Email: *firstname.lastname@example.org, email@example.com
Received December 11th, 2011; revised January 20th, 2012; accepted February 12th, 2012
Keywords: Cervical Spondylotic Myelopathy; Rehabilitation; Exercise
Study Design: A clinical trial of 30 consecutive patients with cervical spondylotic myelopathy (CSM). Objectives: To evaluate the effect of directed physical exercise in patients with CSM and to measure severity of myelopathy before and after an exercise program. Setting: Christian Medical College and Hospital, India. Participants: Thirty patients with CSM (mean age = 54.1 years) with Nuricks Grade 2 and 3. Background: Myelopathy of the spinal cord can be caused by degenerative process of the cervical vertebrae and it is the most common type of dysfunction of the spinal cord in adult population. CSM usually develops insidiously and the natural history is not well understood, there is debate over the indication for operative vs non operative management. Method: Patients participated in a 6-week exercise program, consisting of active exercises to upper and lower extremities, scapulothoracic muscles, and gentle stretches, sub maximal isometric exercises of the deep neck flexors, relaxation and immobilization with a cervical hard collar. Main Outcome Measures: The mJOA (modified Japanese orthopaedic association score) and ASIA motor and sensory scoring. The results were processed by using Wilcoxon sign rank test. Results: After comparing the values at the beginning and end of the program a satisfactory neurological result (sensorimotor/motor and sensory) was obtained in all thirty patients. Conclusion: The exercise program had a positive impact for most of the variables of the study. Exercise intervention with neck immobilization may be a treatment of choice in early stages of CSM. Future randomized controlled studies would provide insight into the effectiveness and clinical relevance of this intervention.

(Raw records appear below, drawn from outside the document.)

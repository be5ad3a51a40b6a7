use std::fmt;

use anyhow::{bail, Error};
use proc_macro2::{Ident, Span, TokenStream};
use quote::quote;
use syn::{Attribute, GenericArgument, Lit, Meta, MetaList, NestedMeta, PathArguments, Type};

#[derive(Clone, Debug, PartialEq, Eq)]
pub enum Kind {
    Single,
    Repeated,
    Optional,
}

/// Scalar attribute names, the `FieldType` variant they map to, and whether they can be packed.
const SCALARS: &[(&str, &str, bool)] = &[
    ("bool", "Bool", true),
    ("int32", "Int32", true),
    ("int64", "Int64", true),
    ("uint32", "Uint32", true),
    ("uint64", "Uint64", true),
    ("sint32", "Sint32", true),
    ("sint64", "Sint64", true),
    ("fixed32", "Fixed32", true),
    ("fixed64", "Fixed64", true),
    ("sfixed32", "Sfixed32", true),
    ("sfixed64", "Sfixed64", true),
    ("float", "Float", true),
    ("double", "Double", true),
    ("string", "String", false),
    ("bytes", "Bytes", false),
];

#[derive(Clone, Debug, PartialEq, Eq)]
pub enum Ty {
    Scalar { name: &'static str, variant: &'static str, packable: bool },
    Message,
    Enumeration,
}

impl Ty {
    fn name(&self) -> &'static str {
        match self {
            Ty::Scalar { name, .. } => name,
            Ty::Message => "message",
            Ty::Enumeration => "enumeration",
        }
    }

    fn is_packable(&self) -> bool {
        match self {
            Ty::Scalar { packable, .. } => *packable,
            Ty::Message => false,
            Ty::Enumeration => true,
        }
    }
}

#[derive(Clone)]
pub struct Field {
    pub kind: Kind,
    pub tag: u32,
    pub ty: Ty,
    pub packed: bool,
}

impl Field {
    pub fn new(attrs: Vec<Attribute>) -> Result<Self, Error> {
        let attrs = wireproto_attrs(attrs);

        let mut tag = None;
        let mut ty = None;
        let mut kind = None;
        let mut packed = None;
        let mut unknown_attrs = Vec::new();

        for attr in &attrs {
            if let Some(x) = tag_attr(attr)? {
                set_option(&mut tag, x, "duplicate tag attributes")?;
            } else if let Some(x) = ty_attr(attr) {
                set_option(&mut ty, x, "duplicate type attributes")?;
            } else if let Some(x) = kind_attr(attr) {
                set_option(&mut kind, x, "duplicate kind attribute")?;
            } else if attr.path().is_ident("packed") {
                set_option(&mut packed, true, "duplicate packed attribute")?;
            } else {
                unknown_attrs.push(attr);
            }
        }

        match unknown_attrs.len() {
            0 => (),
            1 => bail!("unknown attribute: {:?}", unknown_attrs[0]),
            _ => bail!("unknown attributes: {:?}", unknown_attrs),
        }

        let Some(tag) = tag else { bail!("missing tag attribute") };
        let Some(ty) = ty else { bail!("missing type attribute") };
        let kind = kind.unwrap_or(Kind::Single);
        let packed = packed.unwrap_or(false);

        if packed {
            if !ty.is_packable() {
                bail!(
                    "{} fields cannot be packed, only non length-delimited fields are valid",
                    ty.name()
                );
            }
            if kind != Kind::Repeated {
                bail!("packed fields must be repeated");
            }
        }

        Ok(Self { kind, tag, ty, packed })
    }

    /// Expression building the `FieldType` of this field, `inner` being the element type.
    pub fn field_type(&self, inner: &Type) -> TokenStream {
        match self.ty {
            Ty::Scalar { variant, .. } => {
                let variant = Ident::new(variant, Span::call_site());
                quote!(::wireproto::FieldType::#variant)
            }
            Ty::Message => quote!(::wireproto::FieldType::Message(<#inner as ::wireproto::Message>::schema()?)),
            Ty::Enumeration => {
                quote!(::wireproto::FieldType::Enum(<#inner as ::wireproto::Enumeration>::descriptor()))
            }
        }
    }

    pub fn label(&self) -> TokenStream {
        match self.kind {
            Kind::Single => quote!(::wireproto::Label::Required),
            Kind::Optional => quote!(::wireproto::Label::Optional),
            Kind::Repeated => quote!(::wireproto::Label::Repeated),
        }
    }

    pub fn options(&self) -> TokenStream {
        if self.packed {
            quote!(::wireproto::FieldOptions::new().packed())
        } else {
            quote!(::wireproto::FieldOptions::new())
        }
    }
}

/// The element type of a field: `T` for `Option<T>` and `Vec<T>`-like containers.
pub fn inner_type<'a>(kind: &Kind, ty: &'a Type) -> Result<&'a Type, Error> {
    if *kind == Kind::Single {
        return Ok(ty);
    }
    if let Type::Path(path) = ty {
        if let Some(segment) = path.path.segments.last() {
            if let PathArguments::AngleBracketed(args) = &segment.arguments {
                for arg in &args.args {
                    if let GenericArgument::Type(inner) = arg {
                        return Ok(inner);
                    }
                }
            }
        }
    }
    bail!("cannot find the element type of {}", quote!(#ty))
}

pub(super) fn tag_attr(attr: &Meta) -> Result<Option<u32>, Error> {
    if !attr.path().is_ident("tag") {
        return Ok(None);
    }
    match *attr {
        Meta::List(ref meta_list) => {
            if meta_list.nested.len() == 1 {
                if let NestedMeta::Lit(Lit::Int(ref lit)) = meta_list.nested[0] {
                    return Ok(Some(lit.base10_parse()?));
                }
            }
            bail!("invalid tag attribute: {:?}", attr);
        }
        Meta::NameValue(ref meta_name_value) => match meta_name_value.lit {
            Lit::Str(ref lit) => lit.value().parse::<u32>().map_err(Error::from).map(Option::Some),
            Lit::Int(ref lit) => Ok(Some(lit.base10_parse()?)),
            _ => bail!("invalid tag attribute: {:?}", attr),
        },
        _ => bail!("invalid tag attribute: {:?}", attr),
    }
}

fn ty_attr(attr: &Meta) -> Option<Ty> {
    let Meta::Path(ref path) = *attr else { return None };

    if path.is_ident("message") {
        return Some(Ty::Message);
    }
    if path.is_ident("enumeration") {
        return Some(Ty::Enumeration);
    }
    SCALARS
        .iter()
        .find(|(name, _, _)| path.is_ident(name))
        .map(|&(name, variant, packable)| Ty::Scalar {
            name,
            variant,
            packable,
        })
}

fn kind_attr(attr: &Meta) -> Option<Kind> {
    let Meta::Path(ref path) = *attr else { return None };

    if path.is_ident("repeated") {
        Some(Kind::Repeated)
    } else if path.is_ident("optional") {
        Some(Kind::Optional)
    } else {
        None
    }
}

pub fn set_option<T: fmt::Debug>(option: &mut Option<T>, value: T, message: &str) -> Result<(), Error> {
    if let Some(ref existing) = *option {
        bail!("{}: {:?} and {:?}", message, existing, value);
    }
    *option = Some(value);
    Ok(())
}

/// Get the items belonging to the 'wireproto' list attribute, e.g. `#[wireproto(tag = 1, string)]`.
fn wireproto_attrs(attrs: Vec<Attribute>) -> Vec<Meta> {
    attrs
        .iter()
        .flat_map(Attribute::parse_meta)
        .flat_map(|meta| match meta {
            Meta::List(MetaList { path, nested, .. }) => {
                if path.is_ident("wireproto") {
                    nested.into_iter().collect()
                } else {
                    Vec::new()
                }
            }
            _ => Vec::new(),
        })
        .flat_map(|attr| -> Result<_, _> {
            match attr {
                NestedMeta::Meta(attr) => Ok(attr),
                NestedMeta::Lit(lit) => bail!("invalid wireproto attribute: {:?}", lit),
            }
        })
        .collect()
}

Myelopathy of the spinal cord can be caused by degenerative processes of the cervical vertebrae [1-4]. This disease is called cervical spondylotic myelopathy (CSM), and it is the most common type of dysfunction of the spinal cord in adult population [5,6]. White and Panjabi divide the mechanical factors involved in the pathogenesis of cervical spondylotic myelopathy into two groups: static and dynamic .

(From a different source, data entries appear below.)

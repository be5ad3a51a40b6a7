//! Wire types and field keys.

use crate::DecodeError;

/// Largest field number a key can carry.
pub const MAX_FIELD_NUMBER: u32 = (1 << 29) - 1;

/// Wire type of a field.
#[derive(Clone, Copy, Debug, PartialEq, Eq, Hash)]
#[repr(u8)]
pub enum WireType {
    /// Varint: int32, int64, uint32, uint64, sint32, sint64, bool, enum.
    Varint = 0,
    /// 64-bit: fixed64, sfixed64, double.
    SixtyFourBit = 1,
    /// Length-delimited: string, bytes, embedded messages, packed repeated fields.
    LengthDelimited = 2,
    //StartGroup = 3,
    //EndGroup = 4,
    /// 32-bit: fixed32, sfixed32, float.
    ThirtyTwoBit = 5,
}

impl TryFrom<u8> for WireType {
    type Error = DecodeError;

    fn try_from(value: u8) -> Result<Self, Self::Error> {
        match value {
            0 => Ok(WireType::Varint),
            1 => Ok(WireType::SixtyFourBit),
            2 => Ok(WireType::LengthDelimited),
            5 => Ok(WireType::ThirtyTwoBit),
            x => Err(DecodeError::InvalidWireType(x)),
        }
    }
}

/// Compute the key written before a field: `(number << 3) | wire_type`.
pub const fn key(number: u32, wire_type: WireType) -> u64 {
    ((number as u64) << 3) | wire_type as u64
}

/// Split a key into its field number and wire type.
pub fn split_key(key: u64) -> Result<(u32, WireType), DecodeError> {
    let wire_type = WireType::try_from((key & 0b111) as u8)?;
    let number = key >> 3;
    if number == 0 || number > MAX_FIELD_NUMBER as u64 {
        return Err(DecodeError::InvalidFieldNumber(number));
    }
    Ok((number as u32, wire_type))
}

#[cfg(test)]
mod tests {
    use super::*;

    #[test]
    fn key_for_field_one() {
        assert_eq!(key(1, WireType::Varint), 0x08);
        assert_eq!(key(1, WireType::SixtyFourBit), 0x09);
        assert_eq!(key(1, WireType::LengthDelimited), 0x0A);
        assert_eq!(key(1, WireType::ThirtyTwoBit), 0x0D);
    }

    #[test]
    fn key_for_large_number() {
        assert_eq!(key(MAX_FIELD_NUMBER, WireType::ThirtyTwoBit), ((MAX_FIELD_NUMBER as u64) << 3) | 5);
        assert_eq!(split_key(key(MAX_FIELD_NUMBER, WireType::Varint)), Ok((MAX_FIELD_NUMBER, WireType::Varint)));
    }

    #[test]
    fn split_rejects_group_types() {
        assert_eq!(split_key(0x0B), Err(DecodeError::InvalidWireType(3)));
        assert_eq!(split_key(0x0C), Err(DecodeError::InvalidWireType(4)));
    }

    #[test]
    fn split_rejects_field_zero() {
        assert_eq!(split_key(0x02), Err(DecodeError::InvalidFieldNumber(0)));
    }
}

Static factors include congenital spinal canal stenosis (<13 mm anterior-posterior diameter), disc herniation, osophyte formation in the vertebral bodies, degenerative osteophytosis of the uncovertebral and facet joints, hypertrophy of the ligamentum flavum and posterior longitudinal ligaments [8-10]. Dynamic factors are abnormal forces placed on the spinal column and spinal cord during flexion and extension of the cervical spine under normal physiologic loads [8-10].

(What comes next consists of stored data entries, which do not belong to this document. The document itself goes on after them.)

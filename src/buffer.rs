use alloc::vec::Vec;

use crate::read::ByteReader;
use crate::wire::key;
use crate::{DecodeError, WireType};

/// ZigZag-encode a signed 32 bit integer.
pub const fn zigzag_encode32(val: i32) -> u32 {
    ((val << 1) ^ (val >> 31)) as u32
}

/// ZigZag-encode a signed 64 bit integer.
pub const fn zigzag_encode64(val: i64) -> u64 {
    ((val << 1) ^ (val >> 63)) as u64
}

/// Inverse of [`zigzag_encode32`].
pub const fn zigzag_decode32(u: u32) -> i32 {
    ((u >> 1) as i32) ^ -((u & 1) as i32)
}

/// Inverse of [`zigzag_encode64`].
pub const fn zigzag_decode64(u: u64) -> i64 {
    ((u >> 1) as i64) ^ -((u & 1) as i64)
}

/// Growable byte sequence that protobuf values are written to and read from.
///
/// Writes append to the end. Reads consume from the front, and a failed read consumes nothing.
/// Two buffers are equal when their bytes are equal.
#[derive(Clone, Default, PartialEq, Eq, Hash, Debug)]
pub struct ByteBuffer {
    bytes: Vec<u8>,
}

impl ByteBuffer {
    /// Create an empty [`ByteBuffer`].
    pub fn new() -> Self {
        Self::default()
    }

    /// Get the bytes written so far.
    pub fn bytes(&self) -> &[u8] {
        &self.bytes
    }

    /// Take the bytes out of the buffer.
    pub fn into_bytes(self) -> Vec<u8> {
        self.bytes
    }

    pub fn len(&self) -> usize {
        self.bytes.len()
    }

    pub fn is_empty(&self) -> bool {
        self.bytes.is_empty()
    }

    /// Drop everything written after the first `len` bytes.
    pub fn truncate(&mut self, len: usize) {
        self.bytes.truncate(len);
    }

    /// Run `f`, discarding whatever it wrote if it fails.
    pub(crate) fn atomically<T, E>(&mut self, f: impl FnOnce(&mut Self) -> Result<T, E>) -> Result<T, E> {
        let start = self.len();
        let res = f(self);
        if res.is_err() {
            self.truncate(start);
        }
        res
    }

    /// Write raw bytes without any framing.
    pub fn write_raw(&mut self, bytes: &[u8]) -> &mut Self {
        self.bytes.extend_from_slice(bytes);
        self
    }

    /// Write a base-128 varint, least significant group first.
    pub fn write_varint(&mut self, mut val: u64) -> &mut Self {
        loop {
            let mut part = val & 0x7F;
            let rest = val >> 7;
            if rest != 0 {
                part |= 0x80
            }

            self.bytes.push(part as u8);

            if rest == 0 {
                return self;
            }
            val = rest
        }
    }

    /// Write the 64-bit two's-complement pattern of `val` as a varint.
    ///
    /// Negative values always take 10 bytes.
    pub fn write_signed_varint(&mut self, val: i64) -> &mut Self {
        self.write_varint(val as u64)
    }

    pub fn write_bool(&mut self, val: bool) -> &mut Self {
        self.write_varint(val as u64)
    }

    pub fn write_zigzag32(&mut self, val: i32) -> &mut Self {
        self.write_varint(zigzag_encode32(val) as u64)
    }

    pub fn write_zigzag64(&mut self, val: i64) -> &mut Self {
        self.write_varint(zigzag_encode64(val))
    }

    pub fn write_fixed32(&mut self, val: u32) -> &mut Self {
        self.write_raw(&val.to_le_bytes())
    }

    pub fn write_fixed64(&mut self, val: u64) -> &mut Self {
        self.write_raw(&val.to_le_bytes())
    }

    pub fn write_sfixed32(&mut self, val: i32) -> &mut Self {
        self.write_raw(&val.to_le_bytes())
    }

    pub fn write_sfixed64(&mut self, val: i64) -> &mut Self {
        self.write_raw(&val.to_le_bytes())
    }

    pub fn write_float(&mut self, val: f32) -> &mut Self {
        self.write_raw(&val.to_le_bytes())
    }

    pub fn write_double(&mut self, val: f64) -> &mut Self {
        self.write_raw(&val.to_le_bytes())
    }

    /// Write a varint length followed by `bytes`.
    pub fn write_length_delimited(&mut self, bytes: &[u8]) -> &mut Self {
        self.write_varint(bytes.len() as u64).write_raw(bytes)
    }

    /// Write the key of a field.
    pub fn write_key(&mut self, number: u32, wire_type: WireType) -> &mut Self {
        self.write_varint(key(number, wire_type))
    }

    /// Run a read against the front of the buffer and drop the bytes it consumed.
    pub(crate) fn consume<T>(&mut self, f: impl FnOnce(&mut ByteReader<'_>) -> Result<T, DecodeError>) -> Result<T, DecodeError> {
        let mut r = ByteReader::new(&self.bytes);
        let res = f(&mut r)?;
        let used = self.bytes.len() - r.remaining();
        self.bytes.drain(..used);
        Ok(res)
    }

    pub fn read_varint(&mut self) -> Result<u64, DecodeError> {
        self.consume(|r| r.read_varint())
    }

    pub fn read_signed_varint(&mut self) -> Result<i64, DecodeError> {
        self.consume(|r| r.read_signed_varint())
    }

    pub fn read_bool(&mut self) -> Result<bool, DecodeError> {
        self.consume(|r| r.read_bool())
    }

    pub fn read_zigzag32(&mut self) -> Result<i32, DecodeError> {
        self.consume(|r| r.read_zigzag32())
    }

    pub fn read_zigzag64(&mut self) -> Result<i64, DecodeError> {
        self.consume(|r| r.read_zigzag64())
    }

    pub fn read_fixed32(&mut self) -> Result<u32, DecodeError> {
        self.consume(|r| r.read_fixed32())
    }

    pub fn read_fixed64(&mut self) -> Result<u64, DecodeError> {
        self.consume(|r| r.read_fixed64())
    }

    pub fn read_sfixed32(&mut self) -> Result<i32, DecodeError> {
        self.consume(|r| r.read_sfixed32())
    }

    pub fn read_sfixed64(&mut self) -> Result<i64, DecodeError> {
        self.consume(|r| r.read_sfixed64())
    }

    pub fn read_float(&mut self) -> Result<f32, DecodeError> {
        self.consume(|r| r.read_float())
    }

    pub fn read_double(&mut self) -> Result<f64, DecodeError> {
        self.consume(|r| r.read_double())
    }

    /// Read a varint length, then exactly that many raw bytes.
    pub fn read_length_delimited(&mut self) -> Result<Vec<u8>, DecodeError> {
        self.consume(|r| r.read_length_delimited().map(<[u8]>::to_vec))
    }

    /// Read a field key.
    pub fn read_key(&mut self) -> Result<(u32, WireType), DecodeError> {
        self.consume(|r| r.read_key())
    }

    /// A reader over the unconsumed bytes. Reading from it leaves the buffer untouched.
    pub fn reader(&self) -> ByteReader<'_> {
        ByteReader::new(&self.bytes)
    }
}

impl From<Vec<u8>> for ByteBuffer {
    fn from(bytes: Vec<u8>) -> Self {
        Self { bytes }
    }
}

impl From<&[u8]> for ByteBuffer {
    fn from(bytes: &[u8]) -> Self {
        Self { bytes: bytes.to_vec() }
    }
}

impl AsRef<[u8]> for ByteBuffer {
    fn as_ref(&self) -> &[u8] {
        &self.bytes
    }
}

impl PartialEq<[u8]> for ByteBuffer {
    fn eq(&self, other: &[u8]) -> bool {
        self.bytes == other
    }
}

impl PartialEq<&[u8]> for ByteBuffer {
    fn eq(&self, other: &&[u8]) -> bool {
        self.bytes == *other
    }
}

impl<const N: usize> PartialEq<[u8; N]> for ByteBuffer {
    fn eq(&self, other: &[u8; N]) -> bool {
        self.bytes == other
    }
}

impl<const N: usize> PartialEq<&[u8; N]> for ByteBuffer {
    fn eq(&self, other: &&[u8; N]) -> bool {
        self.bytes == *other
    }
}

Cervical spondylotic myelopathy usually develops insidiously and the natural history of which is not well understood, hence there is debate over the indications for operative treatment due to long term hospitalization, medication, medical and surgical cost and complication involved [11-14]. Non-operative treatment can be helpful in the early period but current literature offers little research in physiotherapy treatment intervention . There is a dearth of conclusive studies demonstrating the effect of exercise in CSM.
2.1. Case Description
Consecutive patients referred by their neurologist to Physiotherapy services of Christian medical college and hospital, diagnosed with CSM, were examined for eligibility criteria. Inclusion criteria for this case series included Nuricks grade of 2 and 3 presenting with walking difficulty (Table 1). Exclusion criteria included the presence of any medical red flags (i.e., tumor, fracture, metabolic diseases, rheumatoid arthritis, osteoporosis, neoplastic disease), sustained major trauma, evidence of central nervous system involvement (positive Hoffman’s sign), and prior surgery for the condition. The study protocol was approved by the research committee of the Institution. Post intervention data were collected for 30 subjects and one patient had fever with recurrent infection hence left out from study. The data were collected by a single observer blind to the clinical details. The study comprised 21 men and 9 women (N = 30; mean age = 54 years, SD = 10.01).
Table 1. Grading of cervical spondylotic myelopathy (Nuricks, 1972).
According to the baseline neurological analysis of the symptoms and signs, 28 patients had only myelopathy without radiculopathy, while 3 had radiculomyelopathy.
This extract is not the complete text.